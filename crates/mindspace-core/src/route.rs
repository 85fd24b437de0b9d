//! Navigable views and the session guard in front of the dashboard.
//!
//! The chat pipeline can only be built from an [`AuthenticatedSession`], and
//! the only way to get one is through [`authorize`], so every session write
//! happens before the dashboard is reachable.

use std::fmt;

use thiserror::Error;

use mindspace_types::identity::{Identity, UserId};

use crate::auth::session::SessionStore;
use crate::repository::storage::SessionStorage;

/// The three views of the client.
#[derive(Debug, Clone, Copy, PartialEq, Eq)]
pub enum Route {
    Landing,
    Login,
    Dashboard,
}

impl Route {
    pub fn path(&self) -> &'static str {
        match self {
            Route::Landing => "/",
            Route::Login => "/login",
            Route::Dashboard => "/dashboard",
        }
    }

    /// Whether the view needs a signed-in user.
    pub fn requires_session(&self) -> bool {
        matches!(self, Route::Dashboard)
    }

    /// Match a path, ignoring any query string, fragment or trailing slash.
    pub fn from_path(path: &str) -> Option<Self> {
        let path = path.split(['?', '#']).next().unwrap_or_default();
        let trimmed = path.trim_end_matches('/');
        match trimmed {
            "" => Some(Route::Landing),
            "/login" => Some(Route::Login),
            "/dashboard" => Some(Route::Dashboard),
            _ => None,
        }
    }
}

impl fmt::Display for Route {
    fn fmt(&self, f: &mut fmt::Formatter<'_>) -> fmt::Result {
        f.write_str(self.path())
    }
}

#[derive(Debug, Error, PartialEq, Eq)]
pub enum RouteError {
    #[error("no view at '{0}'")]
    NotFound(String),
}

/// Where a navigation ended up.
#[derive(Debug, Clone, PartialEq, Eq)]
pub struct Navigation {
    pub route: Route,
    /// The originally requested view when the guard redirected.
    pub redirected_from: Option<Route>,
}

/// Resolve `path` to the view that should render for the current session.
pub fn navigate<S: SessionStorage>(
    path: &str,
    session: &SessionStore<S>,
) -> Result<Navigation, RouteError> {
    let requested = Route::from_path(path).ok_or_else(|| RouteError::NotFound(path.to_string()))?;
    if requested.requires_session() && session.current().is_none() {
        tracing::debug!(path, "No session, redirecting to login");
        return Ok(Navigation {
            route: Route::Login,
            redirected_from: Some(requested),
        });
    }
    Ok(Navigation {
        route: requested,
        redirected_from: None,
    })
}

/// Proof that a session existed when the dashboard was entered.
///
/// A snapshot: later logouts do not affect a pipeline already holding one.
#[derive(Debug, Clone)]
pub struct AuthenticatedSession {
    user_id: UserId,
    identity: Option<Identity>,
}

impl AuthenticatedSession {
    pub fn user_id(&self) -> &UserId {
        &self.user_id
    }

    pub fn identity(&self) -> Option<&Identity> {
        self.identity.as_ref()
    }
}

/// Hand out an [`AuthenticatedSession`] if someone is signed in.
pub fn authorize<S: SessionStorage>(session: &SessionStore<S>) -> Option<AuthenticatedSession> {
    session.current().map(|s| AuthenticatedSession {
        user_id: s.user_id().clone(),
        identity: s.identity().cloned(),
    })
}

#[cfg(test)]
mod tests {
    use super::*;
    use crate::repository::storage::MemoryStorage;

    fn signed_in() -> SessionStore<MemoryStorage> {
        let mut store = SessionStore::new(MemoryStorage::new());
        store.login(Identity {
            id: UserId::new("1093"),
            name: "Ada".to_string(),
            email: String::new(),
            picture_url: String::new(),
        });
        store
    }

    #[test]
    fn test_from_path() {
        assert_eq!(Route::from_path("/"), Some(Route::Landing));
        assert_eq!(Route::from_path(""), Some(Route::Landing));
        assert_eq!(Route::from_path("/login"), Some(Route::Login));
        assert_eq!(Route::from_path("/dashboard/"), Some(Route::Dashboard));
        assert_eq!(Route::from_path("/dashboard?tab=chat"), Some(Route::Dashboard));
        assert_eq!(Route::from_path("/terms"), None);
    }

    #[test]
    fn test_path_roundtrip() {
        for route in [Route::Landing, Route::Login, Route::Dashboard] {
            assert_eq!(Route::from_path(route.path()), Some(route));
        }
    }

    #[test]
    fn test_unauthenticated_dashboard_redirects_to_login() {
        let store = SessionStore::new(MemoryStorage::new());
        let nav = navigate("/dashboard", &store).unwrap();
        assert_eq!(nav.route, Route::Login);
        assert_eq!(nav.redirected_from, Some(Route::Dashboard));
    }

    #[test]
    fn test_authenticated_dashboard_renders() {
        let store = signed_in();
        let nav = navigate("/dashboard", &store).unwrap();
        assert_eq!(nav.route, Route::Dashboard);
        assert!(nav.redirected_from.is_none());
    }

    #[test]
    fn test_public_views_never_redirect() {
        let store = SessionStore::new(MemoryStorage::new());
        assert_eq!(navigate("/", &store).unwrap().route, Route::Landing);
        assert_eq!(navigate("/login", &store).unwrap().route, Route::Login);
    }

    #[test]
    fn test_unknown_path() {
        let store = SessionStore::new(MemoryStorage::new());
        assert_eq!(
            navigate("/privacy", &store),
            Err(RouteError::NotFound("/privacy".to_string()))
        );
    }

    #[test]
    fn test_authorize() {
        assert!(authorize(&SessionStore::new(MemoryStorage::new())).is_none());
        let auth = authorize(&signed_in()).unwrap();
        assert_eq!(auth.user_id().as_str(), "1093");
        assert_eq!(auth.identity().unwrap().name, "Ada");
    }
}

*WORK ITEM*.
Please copy each entry. Leave nothing out.

*EXERCISE OUTPUT*.
filename crates/mindspace-core/src/route.rs
repository 85fd24b437de0b9d
//! Navigable views and the session guard in front of the dashboard.
//!
//! The chat pipeline can only be built from an [`AuthenticatedSession`], and
//! the only way to get one is through [`authorize`], so every session write
//! happens before the dashboard is reachable.

use std::fmt;

use thiserror::Error;

use mindspace_types::identity::{Identity, UserId};

use crate::auth::session::SessionStore;
use crate::repository::storage::SessionStorage;

/// The three views of the client.
#[derive(Debug, Clone, Copy, PartialEq, Eq)]
pub enum Route {
    Landing,
    Login,
    Dashboard,
}

impl Route {
    pub fn path(&self) -> &'static str {
        match self {
            Route::Landing => "/",
            Route::Login => "/login",
            Route::Dashboard => "/dashboard",
        }
    }

    /// Whether the view needs a signed-in user.
    pub fn requires_session(&self) -> bool {
        matches!(self, Route::Dashboard)
    }

    /// Match a path, ignoring any query string, fragment or trailing slash.
    pub fn from_path(path: &str) -> Option<Self> {
        let path = path.split(['?', '#']).next().unwrap_or_default();
        let trimmed = path.trim_end_matches('/');
        match trimmed {
            "" => Some(Route::Landing),
            "/login" => Some(Route::Login),
            "/dashboard" => Some(Route::Dashboard),
            _ => None,
        }
    }
}

impl fmt::Display for Route {
    fn fmt(&self, f: &mut fmt::Formatter<'_>) -> fmt::Result {
        f.write_str(self.path())
    }
}

#[derive(Debug, Error, PartialEq, Eq)]
pub enum RouteError {
    #[error("no view at '{0}'")]
    NotFound(String),
}

/// Where a navigation ended up.
#[derive(Debug, Clone, PartialEq, Eq)]
pub struct Navigation {
    pub route: Route,
    /// The originally requested view when the guard redirected.
    pub redirected_from: Option<Route>,
}

/// Resolve `path` to the view that should render for the current session.
pub fn navigate<S: SessionStorage>(
    path: &str,
    session: &SessionStore<S>,
) -> Result<Navigation, RouteError> {
    let requested = Route::from_path(path).ok_or_else(|| RouteError::NotFound(path.to_string()))?;
    if requested.requires_session() && session.current().is_none() {
        tracing::debug!(path, "No session, redirecting to login");
        return Ok(Navigation {
            route: Route::Login,
            redirected_from: Some(requested),
        });
    }
    Ok(Navigation {
        route: requested,
        redirected_from: None,
    })
}

/// Proof that a session existed when the dashboard was entered.
///
/// A snapshot: later logouts do not affect a pipeline already holding one.
#[derive(Debug, Clone)]
pub struct AuthenticatedSession {
    user_id: UserId,
    identity: Option<Identity>,
}

impl AuthenticatedSession {
    pub fn user_id(&self) -> &UserId {
        &self.user_id
    }

    pub fn identity(&self) -> Option<&Identity> {
        self.identity.as_ref()
    }
}

/// Hand out an [`AuthenticatedSession`] if someone is signed in.
pub fn authorize<S: SessionStorage>(session: &SessionStore<S>) -> Option<AuthenticatedSession> {
    session.current().map(|s| AuthenticatedSession {
        user_id: s.user_id().clone(),
        identity: s.identity().cloned(),
    })
}

#[cfg(test)]
mod tests {
    use super::*;
    use crate::repository::storage::MemoryStorage;

    fn signed_in() -> SessionStore<MemoryStorage> {
        let mut store = SessionStore::new(MemoryStorage::new());
        store.login(Identity {
            id: UserId::new("1093"),
            name: "Ada".to_string(),
            email: String::new(),
            picture_url: String::new(),
        });
        store
    }

    #[test]
    fn test_from_path() {
        assert_eq!(Route::from_path("/"), Some(Route::Landing));
        assert_eq!(Route::from_path(""), Some(Route::Landing));
        assert_eq!(Route::from_path("/login"), Some(Route::Login));
        assert_eq!(Route::from_path("/dashboard/"), Some(Route::Dashboard));
        assert_eq!(Route::from_path("/dashboard?tab=chat"), Some(Route::Dashboard));
        assert_eq!(Route::from_path("/terms"), None);
    }

    #[test]
    fn test_path_roundtrip() {
        for route in [Route::Landing, Route::Login, Route::Dashboard] {
            assert_eq!(Route::from_path(route.path()), Some(route));
        }
    }

    #[test]
    fn test_unauthenticated_dashboard_redirects_to_login() {
        let store = SessionStore::new(MemoryStorage::new());
        let nav = navigate("/dashboard", &store).unwrap();
        assert_eq!(nav.route, Route::Login);
        assert_eq!(nav.redirected_from, Some(Route::Dashboard));
    }

    #[test]
    fn test_authenticated_dashboard_renders() {
        let store = signed_in();
        let nav = navigate("/dashboard", &store).unwrap();
        assert_eq!(nav.route, Route::Dashboard);
        assert!(nav.redirected_from.is_none());
    }

    #[test]
    fn test_public_views_never_redirect() {
        let store = SessionStore::new(MemoryStorage::new());
        assert_eq!(navigate("/", &store).unwrap().route, Route::Landing);
        assert_eq!(navigate("/login", &store).unwrap().route, Route::Login);
    }

    #[test]
    fn test_unknown_path() {
        let store = SessionStore::new(MemoryStorage::new());
        assert_eq!(
            navigate("/privacy", &store),
            Err(RouteError::NotFound("/privacy".to_string()))
        );
    }

    #[test]
    fn test_authorize() {
        assert!(authorize(&SessionStore::new(MemoryStorage::new())).is_none());
        let auth = authorize(&signed_in()).unwrap();
        assert_eq!(auth.user_id().as_str(), "1093");
        assert_eq!(auth.identity().unwrap().name, "Ada");
    }
}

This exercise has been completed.